The de Blasio Administration has recently embraced policies aimed at dismantling the entrenched dysfunction of two different city systems — jails and homeless shelters. Both decisions rely on moving these facilities into communities, on the theory that communities should take care of their own. But the new approach is raising an old problem — residents who don't want shelters and jails in their own backyards.
New York University historian Kim Phillips-Fein, author of Fear City, a new book about New York's fiscal crisis in the 70's, said the term NIMBY was first adopted by lower- and middle-income people fighting for environmental justice.
"Although later it would become a term used critically to connote selfishness, at first people tended to use it to praise community efforts to stop the building of facilities that were thought to bring dangerous chemicals and contaminants into their neighborhoods," she said.

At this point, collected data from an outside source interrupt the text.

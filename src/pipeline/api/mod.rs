
use async_trait::async_trait;
use serde::{Deserialize, Serialize};
use serde_json::{Value, json};
use std::time::Duration;
use tracing::{debug, warn};
use url::Url;

use super::PipelineError;
use crate::config::PipelineApiConfig;

const DEFAULT_TIMEOUT_SECONDS: u64 = 60;

/// Response body shared by every pipeline endpoint
#[derive(Debug, Clone, Default, PartialEq, Serialize, Deserialize)]
pub struct ApiEnvelope {
    #[serde(default)]
    pub status: Option<String>,
    #[serde(default)]
    pub error: Option<Value>,
    #[serde(default)]
    pub data: Option<Value>,
}

impl ApiEnvelope {
    #[inline]
    pub fn is_ok(&self) -> bool {
        self.status.as_deref() == Some("OK")
    }

    /// Displayable form of the top-level `error` field
    #[inline]
    pub fn error_message(&self) -> Option<String> {
        self.error.as_ref().and_then(format_error)
    }

    /// Error reported in the envelope itself: a `status` other than `OK` or a
    /// non-empty `error` field. An absent `status` is not an error.
    #[inline]
    pub fn application_error(&self) -> Option<String> {
        match self.status.as_deref() {
            Some(status) if status != "OK" => Some(
                self.error_message()
                    .unwrap_or_else(|| format!("status {}", status)),
            ),
            _ => self.error_message(),
        }
    }

    /// `data.status` of a poll response
    #[inline]
    pub fn task_status(&self) -> Option<&str> {
        self.data
            .as_ref()
            .and_then(|data| data.get("status"))
            .and_then(Value::as_str)
    }

    /// `data.error` of a poll response
    #[inline]
    pub fn task_error(&self) -> Option<String> {
        self.data
            .as_ref()
            .and_then(|data| data.get("error"))
            .and_then(format_error)
    }
}

/// Identifies a submitted task for polling and teardown
#[derive(Debug, Clone, PartialEq, Eq, Serialize, Deserialize)]
pub struct TaskHandle {
    pub token: String,
    #[serde(rename = "type")]
    pub task_type: String,
}

/// Remote pipeline service.
///
/// Implementations map transport problems to [`PipelineError`] and hand back the
/// decoded envelope otherwise; interpreting `status` is left to the controller.
#[async_trait]
pub trait PipelineApi: Send + Sync {
    /// Checked before anything is sent. Fails when credentials are missing.
    fn check_ready(&self) -> Result<(), PipelineError> {
        Ok(())
    }

    async fn validate(&self, payload: &Value) -> Result<ApiEnvelope, PipelineError>;

    async fn execute(&self, payload: &Value) -> Result<ApiEnvelope, PipelineError>;

    async fn poll_status(&self, task: &TaskHandle) -> Result<ApiEnvelope, PipelineError>;

    async fn teardown(&self, task: &TaskHandle) -> Result<ApiEnvelope, PipelineError>;
}

/// Error field as text: strings verbatim, anything else as pretty JSON.
/// Null and empty strings count as absent.
#[inline]
pub fn format_error(value: &Value) -> Option<String> {
    match value {
        Value::Null => None,
        Value::String(message) if message.is_empty() => None,
        Value::String(message) => Some(message.clone()),
        other => serde_json::to_string_pretty(other).ok(),
    }
}

/// Reject a pipeline definition that has no `components` array
#[inline]
pub fn validate_structure(config: &Value) -> Result<(), PipelineError> {
    let pipeline = config.get("pipeline").unwrap_or(config);
    if !config.is_object() || !pipeline.is_object() {
        return Err(PipelineError::InvalidConfig(
            "the pipeline definition must be a JSON object".to_string(),
        ));
    }
    match pipeline.get("components") {
        Some(Value::Array(_)) => Ok(()),
        _ => Err(PipelineError::InvalidConfig(
            "missing \"components\" array. The pipeline JSON must contain a \"components\" \
             array of stage definitions."
                .to_string(),
        )),
    }
}

/// Build the request body sent to validate and execute.
///
/// A definition that already has a `pipeline` key keeps its own `errors` and
/// `warnings`; a bare pipeline is wrapped with empty ones.
#[inline]
pub fn wrap_payload(config: &Value) -> Value {
    match config.get("pipeline") {
        Some(pipeline) if !pipeline.is_null() => json!({
            "pipeline": pipeline,
            "errors": list_or_empty(config.get("errors")),
            "warnings": list_or_empty(config.get("warnings")),
        }),
        _ => json!({
            "pipeline": config,
            "errors": [],
            "warnings": [],
        }),
    }
}

fn list_or_empty(value: Option<&Value>) -> Value {
    value
        .filter(|v| !v.is_null())
        .cloned()
        .unwrap_or_else(|| json!([]))
}

enum Call {
    Get,
    Delete,
    Post(String),
    Put(String),
}

/// HTTP client for the pipeline service.
///
/// Requests are blocking `ureq` calls run on tokio's blocking pool.
#[derive(Debug, Clone)]
pub struct HttpPipelineApi {
    base_url: Url,
    api_key: Option<String>,
    task_name: String,
    agent: ureq::Agent,
}

impl HttpPipelineApi {
    #[inline]
    pub fn new(config: &PipelineApiConfig) -> Result<Self, PipelineError> {
        let mut base_url = config
            .base_url()
            .map_err(|e| PipelineError::Misconfigured(e.to_string()))?;
        if !base_url.path().ends_with('/') {
            let path = format!("{}/", base_url.path());
            base_url.set_path(&path);
        }

        let agent = ureq::Agent::config_builder()
            .timeout_global(Some(Duration::from_secs(DEFAULT_TIMEOUT_SECONDS)))
            .http_status_as_error(false)
            .build()
            .into();

        Ok(Self {
            base_url,
            api_key: config.api_key().map(str::to_string),
            task_name: config.task_name.clone(),
            agent,
        })
    }

    #[inline]
    pub fn base_url(&self) -> &Url {
        &self.base_url
    }

    fn endpoint(&self, path: &str, query: &[(&str, &str)]) -> Result<Url, PipelineError> {
        let mut url = self
            .base_url
            .join(path)
            .map_err(|e| PipelineError::Misconfigured(e.to_string()))?;
        if !query.is_empty() {
            url.query_pairs_mut().extend_pairs(query);
        }
        Ok(url)
    }

    fn task_endpoint(&self, task: &TaskHandle) -> Result<Url, PipelineError> {
        self.endpoint(
            "task",
            &[("token", task.token.as_str()), ("type", task.task_type.as_str())],
        )
    }

    fn request_blocking(&self, call: Call, url: &Url) -> Result<ApiEnvelope, PipelineError> {
        let api_key = self.api_key.as_deref().ok_or(PipelineError::MissingApiKey)?;
        let bearer = format!("Bearer {}", api_key);

        let result = match call {
            Call::Get => self
                .agent
                .get(url.as_str())
                .header("Authorization", bearer.as_str())
                .call(),
            Call::Delete => self
                .agent
                .delete(url.as_str())
                .header("Authorization", bearer.as_str())
                .call(),
            Call::Post(body) => self
                .agent
                .post(url.as_str())
                .header("Authorization", bearer.as_str())
                .header("Content-Type", "application/json")
                .send(body.as_str()),
            Call::Put(body) => self
                .agent
                .put(url.as_str())
                .header("Authorization", bearer.as_str())
                .header("Content-Type", "application/json")
                .send(body.as_str()),
        };

        let mut response = result.map_err(|e| {
            warn!("Pipeline API request to {} failed: {}", url.path(), e);
            PipelineError::Transport {
                status: None,
                message: e.to_string(),
            }
        })?;

        let status = response.status().as_u16();
        let body = response
            .body_mut()
            .read_to_string()
            .map_err(|e| PipelineError::Transport {
                status: Some(status),
                message: format!("Failed to read response body: {}", e),
            })?;

        debug!("Pipeline API {} responded {}", url.path(), status);
        interpret_response(status, &body)
    }

    async fn send(&self, call: Call, url: Url) -> Result<ApiEnvelope, PipelineError> {
        let client = self.clone();
        tokio::task::spawn_blocking(move || client.request_blocking(call, &url))
            .await
            .map_err(|e| PipelineError::Transport {
                status: None,
                message: format!("request task failed: {}", e),
            })?
    }
}

#[async_trait]
impl PipelineApi for HttpPipelineApi {
    fn check_ready(&self) -> Result<(), PipelineError> {
        self.api_key.as_ref().map(|_| ()).ok_or(PipelineError::MissingApiKey)
    }

    async fn validate(&self, payload: &Value) -> Result<ApiEnvelope, PipelineError> {
        let url = self.endpoint("pipe/validate", &[])?;
        self.send(Call::Post(payload.to_string()), url).await
    }

    async fn execute(&self, payload: &Value) -> Result<ApiEnvelope, PipelineError> {
        let url = self.endpoint("task", &[("name", self.task_name.as_str())])?;
        self.send(Call::Put(payload.to_string()), url).await
    }

    async fn poll_status(&self, task: &TaskHandle) -> Result<ApiEnvelope, PipelineError> {
        let url = self.task_endpoint(task)?;
        self.send(Call::Get, url).await
    }

    async fn teardown(&self, task: &TaskHandle) -> Result<ApiEnvelope, PipelineError> {
        let url = self.task_endpoint(task)?;
        self.send(Call::Delete, url).await
    }
}

/// Map an HTTP status and body to an envelope or a transport error.
///
/// 401 is reported as an authentication failure. Other error statuses keep the code
/// and the body's `error` field, or the raw body text when there is no such field.
pub(crate) fn interpret_response(status: u16, body: &str) -> Result<ApiEnvelope, PipelineError> {
    let json: Option<Value> = serde_json::from_str(body).ok();

    if status == 401 {
        return Err(PipelineError::Authentication);
    }

    if status >= 400 {
        let detail = json
            .as_ref()
            .and_then(|json| json.get("error"))
            .and_then(format_error)
            .or_else(|| Some(body.trim().to_string()).filter(|text| !text.is_empty()));
        let message = match detail {
            Some(detail) => format!("HTTP {}: {}", status, detail),
            None => format!("HTTP {}", status),
        };
        return Err(PipelineError::Transport {
            status: Some(status),
            message,
        });
    }

    let json = json.ok_or_else(|| PipelineError::Transport {
        status: Some(status),
        message: "API response was not valid JSON".to_string(),
    })?;

    serde_json::from_value(json).map_err(|e| PipelineError::Transport {
        status: Some(status),
        message: format!("Unexpected API response: {}", e),
    })
}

The use of the term changed over time. In New York City in the 1980's, Mayor Edward I. Koch criticized working-class communities who protested against jails, shelters and methadone clinics, including a jail on White Street in Manhattan that today is known as The Tombs.
"That was a time when many communities had only recently actually lost city facilities that they wanted to have, like firehouses [and] police stations, and there was a great anxiety about kind of rising poverty in the city," said Pillips-Fein.
She said the battles of today have more to do with gentrification and home-ownership than in the 70's and 80's.